Dieser einen folgten weitere bittere Stunden, als ich mich für die schlechte Leistung zu rechtfertigen hatte und schließlich degradiert von dannen zog.
Dies war der Moment, in dem ich zu dem Schluss kam, dass alle hinterlistige, böse Magie, alles grausam Arkane dieser Welt nicht zum Wohl gereichen konnte.
Möglicherweise hatten wir alle Glück, dass wenig später in Waterloo und Wavre die Herrschaft Bonapartes ein Ende fand. Möglicherweise hatte ich Glück, dass meine Degradierung im Nachhinein für nichtig erklärt wurde. Möglicherweise hatten wir Glück, dass man allerorts vernahm, Wellington und Blücher hätten sich finsterer Magie bedient, um dem strategisch scheinbar so übermächtigen französischen Heer beizukommen. Wer wusste das schon?
Fest stand nur, dass ich meinen Dienst quittierte und nach Brandenburg reiste, um fortan Jagd auf alles Bösartige, Widernatürliche zu machen.
Schweißgebadet wachte ich auf.
Die Daunen der Betten im Landsitz hatten sich vollgesogen mit den Ausdünstungen meiner Träume.
Seufzend sank ich zurück in die Kissen, immer noch kaum ahnend, wie böse das wirklich war, was wir jagten.
2.
Es war im wahrsten Sinne trostlos, und deshalb war es unbequem.
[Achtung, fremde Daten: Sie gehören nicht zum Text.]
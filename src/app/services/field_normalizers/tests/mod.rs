//! Tests for the field normalizers
//!
//! Cell-level rules are checked directly; dataset-level stages are checked
//! against the shared contact fixtures.


pub use crate::app::models::fixtures::{column_values, contact_dataset, contact_row};
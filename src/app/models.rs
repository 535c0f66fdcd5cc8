//! Data models for contact list processing
//!
//! This module contains the tabular record model shared by every pipeline
//! stage: a [`Dataset`] of header names plus ordered [`Row`] values, and the
//! [`DroppedRow`] records that validation stages set aside.

pub mod schema;

#[cfg(test)]
pub mod fixtures;

pub use schema::{ColumnSchema, Field};

use crate::constants::PREVIEW_MAX_COLUMN_WIDTH;
use serde::{Deserialize, Serialize};
use std::collections::HashSet;
use std::fmt;

// =============================================================================
// Row
// =============================================================================

/// One record's ordered cell values
///
/// Rows are plain values. A stage that changes a cell works on its own copy
/// and hands back a new row; nothing holds a mutable reference into a row that
/// belongs to another stage's dataset.
#[derive(Debug, Clone, Default, PartialEq, Eq, Hash, Serialize, Deserialize)]
pub struct Row(Vec<String>);

impl Row {
    /// Create a row from owned cells
    pub fn new(cells: Vec<String>) -> Self {
        Self(cells)
    }

    /// Number of cells in the row
    pub fn len(&self) -> usize {
        self.0.len()
    }

    /// True when the row has no cells at all
    pub fn is_empty(&self) -> bool {
        self.0.is_empty()
    }

    /// True when every cell is empty or whitespace
    pub fn is_blank(&self) -> bool {
        self.0.iter().all(|cell| cell.trim().is_empty())
    }

    /// Cell at `index`, or `None` when the row is too short
    pub fn cell(&self, index: usize) -> Option<&str> {
        self.0.get(index).map(String::as_str)
    }

    /// Cell at `index`, treating a missing cell as empty
    pub fn cell_or_empty(&self, index: usize) -> &str {
        self.cell(index).unwrap_or("")
    }

    /// True when the row is long enough to hold column `index`
    pub fn has_column(&self, index: usize) -> bool {
        index < self.0.len()
    }

    /// All cells in order
    pub fn cells(&self) -> &[String] {
        &self.0
    }

    /// Consume the row and return its cells
    pub fn into_cells(self) -> Vec<String> {
        self.0
    }

    /// Replace the cell at `index`; returns false (and changes nothing) when out of range
    pub fn set_cell(&mut self, index: usize, value: impl Into<String>) -> bool {
        match self.0.get_mut(index) {
            Some(cell) => {
                *cell = value.into();
                true
            }
            None => false,
        }
    }

    /// Builder form of [`Row::set_cell`]
    pub fn with_cell(mut self, index: usize, value: impl Into<String>) -> Self {
        self.set_cell(index, value);
        self
    }

    /// Extend the row with empty cells until it is at least `width` long
    pub fn padded_to(mut self, width: usize) -> Self {
        if self.0.len() < width {
            self.0.resize(width, String::new());
        }
        self
    }

    /// Copy of the row without the cells at the given positions
    pub fn without_columns(&self, drop: &HashSet<usize>) -> Self {
        Self(
            self.0
                .iter()
                .enumerate()
                .filter(|(index, _)| !drop.contains(index))
                .map(|(_, cell)| cell.clone())
                .collect(),
        )
    }
}

impl<S: Into<String>> From<Vec<S>> for Row {
    fn from(cells: Vec<S>) -> Self {
        Self(cells.into_iter().map(Into::into).collect())
    }
}

impl<S: Into<String>> FromIterator<S> for Row {
    fn from_iter<I: IntoIterator<Item = S>>(iter: I) -> Self {
        Self(iter.into_iter().map(Into::into).collect())
    }
}

// =============================================================================
// Dataset
// =============================================================================

/// Tabular dataset threaded through the pipeline
///
/// Headers are kept separately from the data rows. `source` is a provenance
/// label (usually the input file name) carried unchanged from stage to stage.
#[derive(Debug, Clone, Default, PartialEq, Eq, Serialize, Deserialize)]
pub struct Dataset {
    /// Column names, in column order
    pub headers: Vec<String>,
    /// Data rows, in input order
    pub rows: Vec<Row>,
    /// Provenance label
    pub source: String,
}

impl Dataset {
    /// Create a dataset from headers, rows and a provenance label
    pub fn new(headers: Vec<String>, rows: Vec<Row>, source: impl Into<String>) -> Self {
        Self {
            headers,
            rows,
            source: source.into(),
        }
    }

    /// Number of data rows
    pub fn row_count(&self) -> usize {
        self.rows.len()
    }

    /// Number of header columns
    pub fn column_count(&self) -> usize {
        self.headers.len()
    }

    /// True when the dataset has a header row
    pub fn has_headers(&self) -> bool {
        !self.headers.is_empty()
    }

    /// New dataset with the same headers and source but different rows
    pub fn with_rows(&self, rows: Vec<Row>) -> Self {
        Self {
            headers: self.headers.clone(),
            rows,
            source: self.source.clone(),
        }
    }

    /// New dataset built by transforming every row
    pub fn map_rows<F>(&self, f: F) -> Self
    where
        F: FnMut(&Row) -> Row,
    {
        self.with_rows(self.rows.iter().map(f).collect())
    }

    /// Count of rows shorter than the header row
    pub fn short_row_count(&self) -> usize {
        let width = self.headers.len();
        self.rows.iter().filter(|row| row.len() < width).count()
    }

    /// New dataset without the given column positions
    ///
    /// Indices outside the header range are ignored. Rows lose the same
    /// positions; short rows simply lose whatever they have at those positions.
    pub fn drop_columns(&self, indices: &[usize]) -> Self {
        let drop: HashSet<usize> = indices.iter().copied().collect();

        let headers = self
            .headers
            .iter()
            .enumerate()
            .filter(|(index, _)| !drop.contains(index))
            .map(|(_, header)| header.clone())
            .collect();

        Self {
            headers,
            rows: self.rows.iter().map(|row| row.without_columns(&drop)).collect(),
            source: self.source.clone(),
        }
    }

    /// Render the header list and the first `limit` rows as aligned text lines
    ///
    /// The first line carries zero-based column indices so users can pick
    /// columns for `drop-columns`.
    pub fn preview_lines(&self, limit: usize) -> Vec<String> {
        if !self.has_headers() {
            return vec!["Dataset has no header row.".to_string()];
        }
        if self.rows.is_empty() {
            return vec![format!("No data rows in {}.", self.source)];
        }

        let shown = &self.rows[..limit.min(self.rows.len())];
        let widths = preview_column_widths(&self.headers, shown);
        let mut lines = Vec::with_capacity(shown.len() + 4);

        let mut index_line = String::from("|");
        let mut header_line = String::from("|");
        let mut separator = String::from("+");
        for (column, header) in self.headers.iter().enumerate() {
            let width = widths[column];
            index_line.push_str(&format!(" {:<width$} |", column));
            header_line.push_str(&format!(" {:<width$} |", truncate_cell(header, width)));
            separator.push_str(&"-".repeat(width + 2));
            separator.push('+');
        }
        lines.push(index_line);
        lines.push(header_line);
        lines.push(separator);

        for row in shown {
            let mut line = String::from("|");
            for (column, width) in widths.iter().enumerate() {
                let value = row.cell_or_empty(column).replace('\n', " ");
                line.push_str(&format!(" {:<width$} |", truncate_cell(&value, *width)));
            }
            lines.push(line);
        }

        lines.push(format!(
            "Showing {} of {} rows from {}",
            shown.len(),
            self.rows.len(),
            self.source
        ));
        lines
    }
}

fn preview_column_widths(headers: &[String], rows: &[Row]) -> Vec<usize> {
    headers
        .iter()
        .enumerate()
        .map(|(column, header)| {
            let widest_cell = rows
                .iter()
                .map(|row| row.cell_or_empty(column).chars().count())
                .max()
                .unwrap_or(0);
            let index_width = column.to_string().len();
            header
                .chars()
                .count()
                .max(widest_cell)
                .max(index_width)
                .min(PREVIEW_MAX_COLUMN_WIDTH)
        })
        .collect()
}

fn truncate_cell(value: &str, width: usize) -> String {
    if value.chars().count() <= width {
        return value.to_string();
    }
    if width > 3 {
        let kept: String = value.chars().take(width - 3).collect();
        format!("{kept}...")
    } else {
        value.chars().take(width).collect()
    }
}

// =============================================================================
// Dropped Rows
// =============================================================================

/// Why a validation stage removed a row
#[derive(Debug, Clone, Copy, PartialEq, Eq, Hash, PartialOrd, Ord, Serialize, Deserialize)]
#[serde(rename_all = "snake_case")]
pub enum DropReason {
    /// Row too short to hold the columns the stage inspects
    Malformed,
    /// State is not one of the 50 states or DC
    InvalidState,
    /// Phone number empty
    MissingPhone,
    /// Both first and last name empty
    MissingName,
}

impl DropReason {
    /// Stable label used in reports and the dropped-rows CSV
    pub fn label(&self) -> &'static str {
        match self {
            DropReason::Malformed => "malformed",
            DropReason::InvalidState => "invalid_state",
            DropReason::MissingPhone => "missing_phone",
            DropReason::MissingName => "missing_name",
        }
    }
}

impl fmt::Display for DropReason {
    fn fmt(&self, f: &mut fmt::Formatter<'_>) -> fmt::Result {
        f.write_str(self.label())
    }
}

/// A row removed by a validation stage, with the reason it was removed
#[derive(Debug, Clone, PartialEq, Eq, Serialize, Deserialize)]
pub struct DroppedRow {
    pub reason: DropReason,
    pub row: Row,
}

impl DroppedRow {
    pub fn new(reason: DropReason, row: Row) -> Self {
        Self { reason, row }
    }
}
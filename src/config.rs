//! Configuration management for the contact ETL pipeline
//!
//! Provides the layered configuration used by the CLI: built-in defaults, then
//! an optional TOML file, then `CONTACT_ETL_*` environment variables, then
//! command-line overrides applied by the command layer.

use crate::app::services::record_processor::{Stage, StageList};
use crate::constants::{
    CONFIG_DIR_NAME, CONFIG_FILE_NAME, DEFAULT_OUTPUT_SUFFIX, DEFAULT_STEPS, ENV_PREFIX,
};
use crate::{Error, Result};
use serde::{Deserialize, Serialize};
use std::fs;
use std::path::{Path, PathBuf};
use tracing::debug;

const LOG_LEVELS: &[&str] = &["error", "warn", "info", "debug", "trace"];

/// Top-level configuration
#[derive(Debug, Clone, Default, PartialEq, Serialize, Deserialize)]
#[serde(default)]
pub struct Config {
    pub pipeline: PipelineConfig,
    pub output: OutputConfig,
    pub logging: LoggingConfig,
}

/// Which stages run, and how
#[derive(Debug, Clone, PartialEq, Serialize, Deserialize)]
#[serde(default)]
pub struct PipelineConfig {
    /// Stage names in execution order (`drop-columns:9,10` style allowed)
    pub steps: Vec<String>,
    /// Show a progress bar per stage
    pub show_progress: bool,
}

impl Default for PipelineConfig {
    fn default() -> Self {
        Self {
            steps: DEFAULT_STEPS.iter().map(|step| step.to_string()).collect(),
            show_progress: true,
        }
    }
}

/// Where and what to write
#[derive(Debug, Clone, PartialEq, Serialize, Deserialize)]
#[serde(default)]
pub struct OutputConfig {
    /// Directory for output files; next to the input when unset
    pub output_dir: Option<PathBuf>,
    /// Appended to the input file stem for the cleaned CSV
    pub file_suffix: String,
    /// Also write the text summary report
    pub write_report: bool,
    /// Also write the dropped rows with their reasons
    pub write_dropped: bool,
}

impl Default for OutputConfig {
    fn default() -> Self {
        Self {
            output_dir: None,
            file_suffix: DEFAULT_OUTPUT_SUFFIX.to_string(),
            write_report: false,
            write_dropped: false,
        }
    }
}

#[derive(Debug, Clone, PartialEq, Serialize, Deserialize)]
#[serde(default)]
pub struct LoggingConfig {
    /// One of error, warn, info, debug, trace
    pub level: String,
}

impl Default for LoggingConfig {
    fn default() -> Self {
        Self {
            level: "warn".to_string(),
        }
    }
}

impl Config {
    /// Default config file location: `~/.config/contact-etl/config.toml`
    pub fn default_config_path() -> Result<PathBuf> {
        let home = dirs::home_dir()
            .ok_or_else(|| Error::configuration("Could not determine home directory"))?;
        Ok(home
            .join(".config")
            .join(CONFIG_DIR_NAME)
            .join(CONFIG_FILE_NAME))
    }

    /// Parse a TOML config file; missing sections and keys take defaults
    pub fn from_file(path: &Path) -> Result<Self> {
        let content = fs::read_to_string(path).map_err(|e| {
            Error::configuration(format!(
                "Failed to read config file '{}': {}",
                path.display(),
                e
            ))
        })?;
        Self::from_toml(&content).map_err(|e| {
            Error::configuration(format!("Invalid config file '{}': {}", path.display(), e))
        })
    }

    /// Parse TOML text
    pub fn from_toml(content: &str) -> Result<Self> {
        toml::from_str(content).map_err(|e| Error::configuration(e.to_string()))
    }

    /// Render as TOML
    pub fn to_toml(&self) -> Result<String> {
        toml::to_string_pretty(self).map_err(|e| Error::serialization(e.to_string()))
    }

    /// Defaults, then the config file (if any), then environment variables
    pub fn load_layered(config_file: Option<&Path>) -> Result<Self> {
        let mut config = match config_file {
            Some(path) => {
                debug!("Loading config file {}", path.display());
                Self::from_file(path)?
            }
            None => Self::default(),
        };
        config.apply_env_overrides()?;
        Ok(config)
    }

    /// Apply `CONTACT_ETL_*` variables from the process environment
    pub fn apply_env_overrides(&mut self) -> Result<()> {
        self.apply_env_overrides_from(|key| std::env::var(key).ok())
    }

    /// Apply overrides using `lookup` to fetch variables by full name
    pub fn apply_env_overrides_from<F>(&mut self, lookup: F) -> Result<()>
    where
        F: Fn(&str) -> Option<String>,
    {
        let var = |name: &str| {
            lookup(&format!("{ENV_PREFIX}{name}")).filter(|value| !value.trim().is_empty())
        };

        if let Some(steps) = var("STEPS") {
            let list: StageList = steps.parse()?;
            debug!("Steps overridden from environment: {}", list);
            self.pipeline.steps = list.stages.iter().map(Stage::to_string).collect();
        }
        if let Some(dir) = var("OUTPUT_DIR") {
            self.output.output_dir = Some(PathBuf::from(dir.trim()));
        }
        if let Some(level) = var("LOG_LEVEL") {
            self.logging.level = level.trim().to_ascii_lowercase();
        }
        Ok(())
    }

    /// Parse the configured steps into stages
    pub fn stages(&self) -> Result<Vec<Stage>> {
        self.pipeline
            .steps
            .iter()
            .map(|step| step.parse::<Stage>())
            .collect()
    }

    /// Check every setting for consistency
    pub fn validate(&self) -> Result<()> {
        if self.pipeline.steps.is_empty() {
            return Err(Error::configuration("At least one pipeline step is required"));
        }
        self.stages()?;

        let suffix = &self.output.file_suffix;
        if suffix.trim().is_empty() {
            return Err(Error::configuration("Output file suffix cannot be empty"));
        }
        if suffix.contains('/') || suffix.contains('\\') {
            return Err(Error::configuration(format!(
                "Output file suffix '{}' must not contain path separators",
                suffix
            )));
        }

        if !LOG_LEVELS.contains(&self.logging.level.as_str()) {
            return Err(Error::configuration(format!(
                "Unknown log level '{}'. Expected one of: {}",
                self.logging.level,
                LOG_LEVELS.join(", ")
            )));
        }
        Ok(())
    }
}

#[cfg(test)]
mod tests {
    use super::*;
    use std::collections::HashMap;
    use tempfile::TempDir;

    fn env(pairs: &[(&str, &str)]) -> HashMap<String, String> {
        pairs
            .iter()
            .map(|(key, value)| (key.to_string(), value.to_string()))
            .collect()
    }

    #[test]
    fn test_defaults_are_valid() {
        let config = Config::default();
        config.validate().unwrap();
        assert_eq!(config.stages().unwrap(), Stage::default_pipeline());
        assert_eq!(config.output.file_suffix, "_cleaned");
        assert!(config.pipeline.show_progress);
    }

    #[test]
    fn test_partial_toml_keeps_defaults() {
        let config = Config::from_toml(
            r#"
            [pipeline]
            steps = ["drop-columns:9,10", "clean-names", "final-validate"]

            [output]
            write_report = true
            "#,
        )
        .unwrap();

        assert_eq!(
            config.stages().unwrap(),
            vec![
                Stage::DropColumns(vec![9, 10]),
                Stage::CleanNames,
                Stage::FinalValidate
            ]
        );
        assert!(config.output.write_report);
        assert!(!config.output.write_dropped);
        assert_eq!(config.logging.level, "warn");
    }

    #[test]
    fn test_invalid_toml_is_configuration_error() {
        assert!(matches!(
            Config::from_toml("[pipeline\nsteps = 3"),
            Err(Error::Configuration { .. })
        ));
    }

    #[test]
    fn test_load_layered_reads_file() {
        let dir = TempDir::new().unwrap();
        let path = dir.path().join("config.toml");
        fs::write(&path, "[logging]\nlevel = \"debug\"\n").unwrap();

        let config = Config::load_layered(Some(&path)).unwrap();
        assert_eq!(config.logging.level, "debug");
    }

    #[test]
    fn test_missing_config_file_is_error() {
        let result = Config::from_file(Path::new("/no/such/contact-etl.toml"));
        assert!(matches!(result, Err(Error::Configuration { .. })));
    }

    #[test]
    fn test_env_overrides() {
        let vars = env(&[
            ("CONTACT_ETL_STEPS", "drop-columns:12,clean-states,validate-states"),
            ("CONTACT_ETL_OUTPUT_DIR", "/tmp/out"),
            ("CONTACT_ETL_LOG_LEVEL", "INFO"),
        ]);
        let mut config = Config::default();

        config
            .apply_env_overrides_from(|key| vars.get(key).cloned())
            .unwrap();

        assert_eq!(
            config.pipeline.steps,
            vec!["drop-columns:12", "clean-states", "validate-states"]
        );
        assert_eq!(config.output.output_dir, Some(PathBuf::from("/tmp/out")));
        assert_eq!(config.logging.level, "info");
        config.validate().unwrap();
    }

    #[test]
    fn test_blank_env_values_ignored_and_bad_steps_rejected() {
        let blank = env(&[("CONTACT_ETL_STEPS", "  ")]);
        let mut config = Config::default();
        config
            .apply_env_overrides_from(|key| blank.get(key).cloned())
            .unwrap();
        assert_eq!(config, Config::default());

        let bad = env(&[("CONTACT_ETL_STEPS", "wash-everything")]);
        assert!(config
            .apply_env_overrides_from(|key| bad.get(key).cloned())
            .is_err());
    }

    #[test]
    fn test_validate_rejects_bad_settings() {
        let mut config = Config::default();
        config.pipeline.steps = vec!["clean-names".into(), "bogus".into()];
        assert!(matches!(config.validate(), Err(Error::UnknownStage { .. })));

        let mut config = Config::default();
        config.pipeline.steps.clear();
        assert!(config.validate().is_err());

        let mut config = Config::default();
        config.output.file_suffix = "../escape".into();
        assert!(config.validate().is_err());

        let mut config = Config::default();
        config.logging.level = "loud".into();
        assert!(config.validate().is_err());
    }

    #[test]
    fn test_toml_round_trip_of_defaults() {
        let text = Config::default().to_toml().unwrap();
        assert_eq!(Config::from_toml(&text).unwrap(), Config::default());
    }

    #[test]
    fn test_default_config_path_shape() {
        if let Ok(path) = Config::default_config_path() {
            assert!(path.ends_with("contact-etl/config.toml"));
        }
    }
}
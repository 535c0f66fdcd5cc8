//! Row-by-row state / ZIP / area-code reconciliation

use crate::app::models::{ColumnSchema, Dataset, Field, Row};
use crate::constants::{AREA_CODE_DIGITS, ZIP_DIGITS};
use crate::Result;
use tracing::{debug, info};

use super::lookup::{GeoTables, geo_tables};
use super::stats::GeoStats;

/// Columns the reconciler reads and writes
#[derive(Debug, Clone, Copy, PartialEq, Eq)]
pub struct GeoColumns {
    pub state: usize,
    pub zip: usize,
    pub phone: usize,
}

impl GeoColumns {
    /// Locate the state, postal code and phone columns
    pub fn from_schema(schema: &ColumnSchema, source_name: &str) -> Result<Self> {
        Ok(Self {
            state: schema.require(Field::State, source_name)?,
            zip: schema.require(Field::PostalCode, source_name)?,
            phone: schema.require(Field::Phone, source_name)?,
        })
    }

    /// Minimum row length holding all three columns
    pub fn width(&self) -> usize {
        self.state.max(self.zip).max(self.phone) + 1
    }
}

/// Result of cleaning one ZIP cell
#[derive(Debug, Clone, PartialEq, Eq)]
pub enum ZipCleaning {
    /// Five digits kept (extra digits truncated)
    Kept(String),
    /// Nothing there to begin with
    Empty,
    /// Cleared because the value contained letters
    HadLetters,
    /// Cleared because fewer than five digits remained
    TooShort,
}

impl ZipCleaning {
    /// The value to write back into the cell
    pub fn value(&self) -> &str {
        match self {
            ZipCleaning::Kept(zip) => zip,
            _ => "",
        }
    }
}

/// Clean a raw ZIP cell: reject letters, keep digits, require at least five
pub fn clean_zip(value: &str) -> ZipCleaning {
    let trimmed = value.trim();
    if trimmed.is_empty() {
        return ZipCleaning::Empty;
    }
    if trimmed.chars().any(char::is_alphabetic) {
        return ZipCleaning::HadLetters;
    }

    let digits: String = trimmed.chars().filter(char::is_ascii_digit).collect();
    if digits.len() < ZIP_DIGITS {
        return ZipCleaning::TooShort;
    }
    ZipCleaning::Kept(digits[..ZIP_DIGITS].to_string())
}

/// Cross-check and fill in state and ZIP for every row
///
/// Rows shorter than the three geo columns are padded first. Returns a new
/// dataset; the input is left untouched.
pub fn reconcile_geo(dataset: &Dataset, columns: GeoColumns) -> (Dataset, GeoStats) {
    let tables = geo_tables();
    let mut stats = GeoStats::new();

    let rows = dataset
        .rows
        .iter()
        .enumerate()
        .map(|(index, row)| reconcile_row(index, row, columns, tables, &mut stats))
        .collect();

    info!(
        "Geo reconciliation complete for {} rows: {}",
        dataset.row_count(),
        stats.summary()
    );

    (dataset.with_rows(rows), stats)
}

fn reconcile_row(
    index: usize,
    row: &Row,
    columns: GeoColumns,
    tables: &GeoTables,
    stats: &mut GeoStats,
) -> Row {
    let mut row = row.clone().padded_to(columns.width());

    let mut state = row.cell_or_empty(columns.state).trim().to_uppercase();
    let mut zip = match clean_zip(row.cell_or_empty(columns.zip)) {
        ZipCleaning::Kept(zip) => zip,
        ZipCleaning::Empty => String::new(),
        ZipCleaning::HadLetters => {
            stats.zip_cleaned_letters += 1;
            String::new()
        }
        ZipCleaning::TooShort => {
            stats.zip_cleaned_too_short += 1;
            String::new()
        }
    };

    let corrected = correct_mismatch(index, &mut state, &zip, tables);
    if corrected {
        stats.mismatches_corrected += 1;
    } else {
        fill_gaps(&mut state, &mut zip, row.cell_or_empty(columns.phone), tables, stats);
    }

    row.set_cell(columns.state, state);
    row.set_cell(columns.zip, zip);
    row
}

/// Replace the state when a valid ZIP belongs to a different one
fn correct_mismatch(index: usize, state: &mut String, zip: &str, tables: &GeoTables) -> bool {
    if state.is_empty() {
        return false;
    }
    let Some(zip_number) = parse_zip(zip) else {
        return false;
    };
    if tables.zip_in_state(zip_number, state) {
        return false;
    }

    match tables.state_for_zip(zip_number) {
        Some(owner) => {
            debug!("Row {}: ZIP {} belongs to {}, not {}", index, zip, owner, state);
            *state = owner.to_string();
            true
        }
        None => false,
    }
}

fn fill_gaps(
    state: &mut String,
    zip: &mut String,
    phone: &str,
    tables: &GeoTables,
    stats: &mut GeoStats,
) {
    if zip.is_empty() && !state.is_empty() {
        if let Some(representative) = tables.representative_zip(state) {
            *zip = representative.to_string();
            stats.zip_populated += 1;
        }
    }

    if state.is_empty() && !zip.is_empty() {
        if let Some(owner) = parse_zip(zip).and_then(|number| tables.state_for_zip(number)) {
            *state = owner.to_string();
            stats.state_populated += 1;
        }
    }

    if (state.is_empty() || state.len() != 2) && zip.is_empty() {
        let owner = phone
            .get(..AREA_CODE_DIGITS)
            .and_then(|area_code| tables.state_for_area_code(area_code));
        if let Some(owner) = owner {
            if let Some(representative) = tables.representative_zip(owner) {
                *state = owner.to_string();
                *zip = representative.to_string();
                stats.fixed_from_area_code += 1;
            }
        }
    }
}

/// A ZIP usable for range lookups: exactly five ASCII digits
fn parse_zip(zip: &str) -> Option<u32> {
    if zip.len() != ZIP_DIGITS || !zip.chars().all(|c| c.is_ascii_digit()) {
        return None;
    }
    zip.parse().ok()
}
Hagen und ich waren zum Sperberhof aufgebrochen, nachdem Caspar uns nachdrücklich versichert hatte, es werde dem Grafen sicherlich missfallen, wenn wir die Gastfreundschaft auf dem Landsitz ausschlügen. Hagen war erleichtert, Salandar und ich hatten mit den Achseln gezuckt und es so akzeptiert.
Nun standen wir vor den Joppichs, zwei älteren, rustikalen, aber gutmütigen Leuten. Sie waren den Tränen nahe, als wir sie erneut in der Angelegenheit bezüglich ihres Sohnes belästigen mussten.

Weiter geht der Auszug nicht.